5. Yield predictions from our decision tree.

Using tree.predict, we are yielding predictions for the dependent variable using our model.

In [5]:

dtree = tree.predict(x)

In [6]:

dtree

Out[6]:

array([  875.,  1792., 27754., 28256.,  4438.,  2102.,  8520.,   500.,
       22997., 26517., 15109., 20956.,  3310.,  3197.,  1211., 18005.,
       22854., 10278.,   739.,  3724.,  4733.,   971.,  6263., 24677.,
...
        8113.,  3166.,  5332.,  2232., 21989.,  5360.,  5837.,  2509.,
        5580.,  5947., 11564.,  5888.,  9130., 16105.,  1593.,  4448.,
       12771., 28511.,  6883.])

6. Next, we calculate the percentage error between our predictions and the actual data.

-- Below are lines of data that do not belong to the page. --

//! Limiter key derivation from caller addresses.

/// Key used when no caller address is available.
pub const UNKNOWN_CLIENT: &str = "unknown";

/// Derive the limiter identifier for a caller.
///
/// Prefers the first address in a forwarded-address chain such as an
/// `X-Forwarded-For` header value, then a single proxy-supplied address such
/// as `X-Real-IP`, then the direct connection address, and falls back to
/// [`UNKNOWN_CLIENT`]. The result is never empty.
pub fn extract_key(
    forwarded_for: Option<&str>,
    real_ip: Option<&str>,
    remote_addr: Option<&str>,
) -> String {
    forwarded_for
        .and_then(|chain| chain.split(',').next())
        .and_then(non_empty)
        .or_else(|| real_ip.and_then(non_empty))
        .or_else(|| remote_addr.and_then(non_empty))
        .unwrap_or(UNKNOWN_CLIENT)
        .to_string()
}

fn non_empty(addr: &str) -> Option<&str> {
    Some(addr.trim()).filter(|addr| !addr.is_empty())
}

#[cfg(test)]
mod tests {
    use super::*;

    #[test]
    fn test_first_forwarded_address_wins() {
        let key = extract_key(
            Some("203.0.113.7, 10.0.0.2, 10.0.0.1"),
            Some("10.0.0.2"),
            Some("10.0.0.1"),
        );
        assert_eq!(key, "203.0.113.7");
    }

    #[test]
    fn test_single_forwarded_address() {
        assert_eq!(extract_key(Some(" 2001:db8::1 "), None, None), "2001:db8::1");
    }

    #[test]
    fn test_real_ip_before_remote_address() {
        assert_eq!(
            extract_key(None, Some(" 198.51.100.4 "), Some("10.0.0.1")),
            "198.51.100.4"
        );
        assert_eq!(
            extract_key(Some(" , 10.0.0.2"), Some("198.51.100.4"), Some("10.0.0.1")),
            "198.51.100.4"
        );
        assert_eq!(extract_key(None, Some(""), Some("10.0.0.1")), "10.0.0.1");
    }

    #[test]
    fn test_falls_back_to_remote_address() {
        assert_eq!(extract_key(None, None, Some("192.0.2.10")), "192.0.2.10");
        assert_eq!(extract_key(Some(""), None, Some("192.0.2.10")), "192.0.2.10");
        assert_eq!(
            extract_key(Some(" , 10.0.0.1"), None, Some("192.0.2.10")),
            "192.0.2.10"
        );
    }

    #[test]
    fn test_unknown_sentinel() {
        assert_eq!(extract_key(None, None, None), UNKNOWN_CLIENT);
        assert_eq!(extract_key(Some("  "), Some(" "), Some("")), UNKNOWN_CLIENT);
    }
}
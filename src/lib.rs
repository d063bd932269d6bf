//! Floodgate - Request Rate Limiting Core
//!
//! This crate decides whether a request from a given identifier is within
//! its budget right now. Limiters count either in process, with fixed
//! windows, or in a Redis instance shared by every service replica, with
//! sliding-window logs. A fixed registry holds one limiter per protected
//! endpoint class.

pub mod config;
pub mod error;
pub mod ratelimit;

pub use config::FloodgateConfig;
pub use error::{FloodgateError, Result};
pub use ratelimit::{Backend, Decision, EndpointClass, LimiterRegistry, Policy, RateLimiter};
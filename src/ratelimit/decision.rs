//! The outcome of a single rate limit check.

use std::time::Duration;

use chrono::{DateTime, Utc};
use serde::Serialize;

/// Result of one `check` call.
///
/// Produced fresh on every check and never mutated afterwards.
#[derive(Debug, Clone, Copy, PartialEq, Eq, Serialize)]
pub struct Decision {
    /// Whether the request is within budget
    pub allowed: bool,
    /// Requests still available in the current window
    pub remaining: u64,
    /// When the budget for this key is next replenished
    pub reset_at: DateTime<Utc>,
    /// Requests counted against the key in the current window as seen by this check
    pub total_requests: u64,
}

impl Decision {
    /// Time left until `reset_at`, saturating at zero.
    ///
    /// This is the value the HTTP layer renders as `Retry-After` on a denial.
    pub fn retry_after(&self, now: DateTime<Utc>) -> Duration {
        (self.reset_at - now).to_std().unwrap_or(Duration::ZERO)
    }
}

Self-explanatory, really. The decision tree model has yielded estimates of internet usage for us, and we now wish to calculate the percentage deviation between the estimated and actual results.

In [7]:

percentageerror_tree=((y-dtree)/dtree)*100
percentageerror_tree

Out[7]:

array([ 0.00000000e+00,  0.00000000e+00,  0.00000000e+00,  0.00000000e+00,
        0.00000000e+00,  0.00000000e+00,  0.00000000e+00,  0.00000000e+00,
        0.00000000e+00,  0.00000000e+00, -6.59871600e+00,  0.00000000e+00,
...
        1.64641577e+02,  0.00000000e+00,  1.09477689e+01,  0.00000000e+00,
        0.00000000e+00,  1.21515057e+01,  0.00000000e+00,  6.60971223e+00,
        0.00000000e+00,  0.00000000e+00, -1.13177394e+01])

In [8]:

np.mean(percentageerror_tree)

Out[8]:

4.116144626944652

7. Let’s now graph our decision tree.

While we have calculated that our decision tree model has a high rate of accuracy, we would like to now plot our decision tree visually, so as to be able to interpret the relationships between our variables.

The library we will use to do this is called graphviz, and can be installed with pip as follows (I’m using Python 3.6. at the time of writing, so will use pip3 to install:

pip3 install graphviz

Now that graphviz is installed, we will firstly export the tree as a .dot file, and then reimport:

from sklearn.tree import export_graphviz
export_graphviz(tree,out_file="tree.dot")

import graphviz
with open("tree.dot") as f:
    dot_graph = f.read()

graphviz.Source(dot_graph)

Once that’s done, we can now open up a shell and export our decision tree in pdf format:

dot -Tpdf tree.dot -o tree.pdf

Here is a plot of our decision tree:

decision trees

Conclusion: How Decision Trees Have Helped Us Predict Internet Usage

As we can see, we yield an average of 4.11% deviation between our predicted values and the actual values. Taking this into account as well as the yielded score of 0.851 for our test set, the decision tree is indicated to have a high degree of accuracy in predicting internet usage.